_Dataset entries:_
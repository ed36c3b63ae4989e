//! `podsite` — turn a text into a narrated podcast from the command line.
//!
//! Usage:
//!   podsite generate --file article.txt --style educational --duration 5
//!   podsite generate --text "The sun is a star." --engine cloned_voice --reference me.wav
//!   podsite script --file article.txt --style debate
//!
//! Requirements:
//!   - GROQ_API_KEY (or another OpenAI-compatible endpoint, see PODSITE_LLM_BASE_URL)
//!   - espeak-ng on $PATH (apk add espeak-ng / apt install espeak-ng)
//!   - Internet access for the first run (models are cached afterwards)

use std::path::PathBuf;

use anyhow::{bail, Context, Result};
use clap::{Args, Parser, Subcommand};

use podsite::{
    assembler::{Engine, Flow, GenerationRequest, PodcastAssembler, RunObserver},
    config::{self, AppConfig},
    device::OrtProbe,
    error::Stage,
    hub::ModelSource,
    llm::ChatClient,
    logging,
    phonemize::is_espeak_available,
    script::{ScriptGenerator, Style, TargetDuration},
    source::{MemorySourceStore, SourceStore},
    synth::{
        clone_onnx::OnnxClonerLoader, kitten::KittenModel, ClonedVoiceEngine, DefaultVoiceEngine,
    },
};

#[derive(Debug, Parser)]
#[command(name = "podsite", version, about = "Text-to-podcast generator")]
struct Cli {
    /// JSON config file (defaults to $PODSITE_CONFIG, then built-in defaults).
    #[arg(long, global = true)]
    config: Option<PathBuf>,

    #[command(subcommand)]
    command: Command,
}

#[derive(Debug, Subcommand)]
enum Command {
    /// Generate the script and the audio.
    Generate {
        #[command(flatten)]
        input: Input,

        #[arg(long, default_value = "default_voice")]
        engine: Engine,

        /// Reference clip (5-30 s WAV) for the cloned voice.
        #[arg(long)]
        reference: Option<PathBuf>,

        /// Built-in voice for the default engine.
        #[arg(long)]
        voice: Option<String>,

        /// Overrides the configured output root.
        #[arg(long)]
        output_dir: Option<PathBuf>,
    },
    /// Generate the script only and print it as JSON.
    Script {
        #[command(flatten)]
        input: Input,
    },
}

#[derive(Debug, Args)]
struct Input {
    /// Source text.
    #[arg(long, conflicts_with = "file")]
    text: Option<String>,

    /// File holding the source text.
    #[arg(long)]
    file: Option<PathBuf>,

    /// Display name of the source.
    #[arg(long, default_value = "")]
    name: String,

    #[arg(long, default_value = "conversational")]
    style: Style,

    /// Target length in minutes: 5, 10, 15 or 20.
    #[arg(long, default_value = "10")]
    duration: TargetDuration,
}

impl Input {
    fn load_store(&self) -> Result<(MemorySourceStore, String)> {
        let (name, text) = match (&self.text, &self.file) {
            (Some(t), _) => (self.name.clone(), t.clone()),
            (None, Some(path)) => {
                let text = std::fs::read_to_string(path)
                    .with_context(|| format!("Cannot read source file: {}", path.display()))?;
                let name = if self.name.is_empty() {
                    path.file_name().map(|n| n.to_string_lossy().into_owned()).unwrap_or_default()
                } else {
                    self.name.clone()
                };
                (name, text)
            }
            (None, None) => bail!("give the source with --text or --file"),
        };
        let mut store = MemorySourceStore::new();
        let id = store.add_text(&name, &text)?.id.clone();
        Ok((store, id))
    }
}

/// Prints one line per finished segment.
struct ConsoleProgress;

impl RunObserver for ConsoleProgress {
    fn on_stage(&mut self, stage: Stage) {
        eprintln!("» {stage}");
    }

    fn on_segment(&mut self, done: usize, total: usize) -> Flow {
        eprintln!("  segment {done}/{total}");
        Flow::Continue
    }
}

fn main() -> Result<()> {
    let cli = Cli::parse();
    let config = config::init(AppConfig::load(cli.config.as_deref())?);
    logging::init(&config.logging);

    match cli.command {
        Command::Script { input } => {
            let (store, id) = input.load_store()?;
            let source = store.get(&id).context("source vanished")?;
            let generator =
                ScriptGenerator::new(ChatClient::new(config.llm.clone())?, config.llm.max_source_chars);
            let script = generator.generate(&source.id, &source.text, input.style, input.duration)?;
            println!("{}", script.to_json()?);
        }
        Command::Generate { input, engine, reference, voice, output_dir } => {
            if !is_espeak_available() {
                eprintln!(
                    "WARNING: espeak-ng not found on $PATH.\n\
                     Install with:  apk add espeak-ng  (Alpine)\n\
                     Or:            apt install espeak-ng  (Debian/Ubuntu)\n\
                     Or:            brew install espeak-ng  (macOS)"
                );
            }

            let (store, id) = input.load_store()?;
            let generator =
                ScriptGenerator::new(ChatClient::new(config.llm.clone())?, config.llm.max_source_chars);

            let kitten = KittenModel::open(
                &ModelSource::parse(&config.default_voice.repo_id),
                config.default_voice.speed,
            )?;
            let default_voice = DefaultVoiceEngine::new(kitten, config.default_voice.voice.clone());

            let root = output_dir.unwrap_or_else(|| config.output_dir.clone());
            let mut assembler = PodcastAssembler::new(store, generator, Box::new(default_voice), root);

            if engine == Engine::ClonedVoice {
                let model = config
                    .cloned_voice
                    .model
                    .as_deref()
                    .context("cloned voice needs a model: set cloned_voice.model or PODSITE_CLONE_MODEL")?;
                let loader = OnnxClonerLoader::fetch(&ModelSource::parse(model))?;
                let cloned = ClonedVoiceEngine::with_probe(loader, &OrtProbe, config.cloned_voice.device)
                    .with_max_phase_chars(config.cloned_voice.max_phase_chars);
                assembler = assembler.with_cloned_voice(Box::new(cloned));
            }

            let mut request = GenerationRequest::new(id, input.style, input.duration);
            request.engine = engine;
            request.reference_audio = reference;
            request.voice = voice;

            let run = assembler.run_with(&request, &mut ConsoleProgress)?;
            println!("Run      : {}", run.run_id);
            println!("Segments : {}", run.script.len());
            println!("Length   : {:.1} s", run.combined.duration_secs());
            println!("Podcast  : {}", run.combined_file.display());
            println!("Script   : {}", run.script_file.display());
        }
    }
    Ok(())
}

_Instructions for the task:_ All of the records go in your answer, copied exactly.

_Final answer:_
repository ed36c3b63ae4989e
//! `podsite` — turn a text into a narrated podcast from the command line.
//!
//! Usage:
//!   podsite generate --file article.txt --style educational --duration 5
//!   podsite generate --text "The sun is a star." --engine cloned_voice --reference me.wav
//!   podsite script --file article.txt --style debate
//!
//! Requirements:
//!   - GROQ_API_KEY (or another OpenAI-compatible endpoint, see PODSITE_LLM_BASE_URL)
//!   - espeak-ng on $PATH (apk add espeak-ng / apt install espeak-ng)
//!   - Internet access for the first run (models are cached afterwards)

use std::path::PathBuf;

use anyhow::{bail, Context, Result};
use clap::{Args, Parser, Subcommand};

use podsite::{
    assembler::{Engine, Flow, GenerationRequest, PodcastAssembler, RunObserver},
    config::{self, AppConfig},
    device::OrtProbe,
    error::Stage,
    hub::ModelSource,
    llm::ChatClient,
    logging,
    phonemize::is_espeak_available,
    script::{ScriptGenerator, Style, TargetDuration},
    source::{MemorySourceStore, SourceStore},
    synth::{
        clone_onnx::OnnxClonerLoader, kitten::KittenModel, ClonedVoiceEngine, DefaultVoiceEngine,
    },
};

#[derive(Debug, Parser)]
#[command(name = "podsite", version, about = "Text-to-podcast generator")]
struct Cli {
    /// JSON config file (defaults to $PODSITE_CONFIG, then built-in defaults).
    #[arg(long, global = true)]
    config: Option<PathBuf>,

    #[command(subcommand)]
    command: Command,
}

#[derive(Debug, Subcommand)]
enum Command {
    /// Generate the script and the audio.
    Generate {
        #[command(flatten)]
        input: Input,

        #[arg(long, default_value = "default_voice")]
        engine: Engine,

        /// Reference clip (5-30 s WAV) for the cloned voice.
        #[arg(long)]
        reference: Option<PathBuf>,

        /// Built-in voice for the default engine.
        #[arg(long)]
        voice: Option<String>,

        /// Overrides the configured output root.
        #[arg(long)]
        output_dir: Option<PathBuf>,
    },
    /// Generate the script only and print it as JSON.
    Script {
        #[command(flatten)]
        input: Input,
    },
}

#[derive(Debug, Args)]
struct Input {
    /// Source text.
    #[arg(long, conflicts_with = "file")]
    text: Option<String>,

    /// File holding the source text.
    #[arg(long)]
    file: Option<PathBuf>,

    /// Display name of the source.
    #[arg(long, default_value = "")]
    name: String,

    #[arg(long, default_value = "conversational")]
    style: Style,

    /// Target length in minutes: 5, 10, 15 or 20.
    #[arg(long, default_value = "10")]
    duration: TargetDuration,
}

impl Input {
    fn load_store(&self) -> Result<(MemorySourceStore, String)> {
        let (name, text) = match (&self.text, &self.file) {
            (Some(t), _) => (self.name.clone(), t.clone()),
            (None, Some(path)) => {
                let text = std::fs::read_to_string(path)
                    .with_context(|| format!("Cannot read source file: {}", path.display()))?;
                let name = if self.name.is_empty() {
                    path.file_name().map(|n| n.to_string_lossy().into_owned()).unwrap_or_default()
                } else {
                    self.name.clone()
                };
                (name, text)
            }
            (None, None) => bail!("give the source with --text or --file"),
        };
        let mut store = MemorySourceStore::new();
        let id = store.add_text(&name, &text)?.id.clone();
        Ok((store, id))
    }
}

/// Prints one line per finished segment.
struct ConsoleProgress;

impl RunObserver for ConsoleProgress {
    fn on_stage(&mut self, stage: Stage) {
        eprintln!("» {stage}");
    }

    fn on_segment(&mut self, done: usize, total: usize) -> Flow {
        eprintln!("  segment {done}/{total}");
        Flow::Continue
    }
}

fn main() -> Result<()> {
    let cli = Cli::parse();
    let config = config::init(AppConfig::load(cli.config.as_deref())?);
    logging::init(&config.logging);

    match cli.command {
        Command::Script { input } => {
            let (store, id) = input.load_store()?;
            let source = store.get(&id).context("source vanished")?;
            let generator =
                ScriptGenerator::new(ChatClient::new(config.llm.clone())?, config.llm.max_source_chars);
            let script = generator.generate(&source.id, &source.text, input.style, input.duration)?;
            println!("{}", script.to_json()?);
        }
        Command::Generate { input, engine, reference, voice, output_dir } => {
            if !is_espeak_available() {
                eprintln!(
                    "WARNING: espeak-ng not found on $PATH.\n\
                     Install with:  apk add espeak-ng  (Alpine)\n\
                     Or:            apt install espeak-ng  (Debian/Ubuntu)\n\
                     Or:            brew install espeak-ng  (macOS)"
                );
            }

            let (store, id) = input.load_store()?;
            let generator =
                ScriptGenerator::new(ChatClient::new(config.llm.clone())?, config.llm.max_source_chars);

            let kitten = KittenModel::open(
                &ModelSource::parse(&config.default_voice.repo_id),
                config.default_voice.speed,
            )?;
            let default_voice = DefaultVoiceEngine::new(kitten, config.default_voice.voice.clone());

            let root = output_dir.unwrap_or_else(|| config.output_dir.clone());
            let mut assembler = PodcastAssembler::new(store, generator, Box::new(default_voice), root);

            if engine == Engine::ClonedVoice {
                let model = config
                    .cloned_voice
                    .model
                    .as_deref()
                    .context("cloned voice needs a model: set cloned_voice.model or PODSITE_CLONE_MODEL")?;
                let loader = OnnxClonerLoader::fetch(&ModelSource::parse(model))?;
                let cloned = ClonedVoiceEngine::with_probe(loader, &OrtProbe, config.cloned_voice.device)
                    .with_max_phase_chars(config.cloned_voice.max_phase_chars);
                assembler = assembler.with_cloned_voice(Box::new(cloned));
            }

            let mut request = GenerationRequest::new(id, input.style, input.duration);
            request.engine = engine;
            request.reference_audio = reference;
            request.voice = voice;

            let run = assembler.run_with(&request, &mut ConsoleProgress)?;
            println!("Run      : {}", run.run_id);
            println!("Segments : {}", run.script.len());
            println!("Length   : {:.1} s", run.combined.duration_secs());
            println!("Podcast  : {}", run.combined_file.display());
            println!("Script   : {}", run.script_file.display());
        }
    }
    Ok(())
}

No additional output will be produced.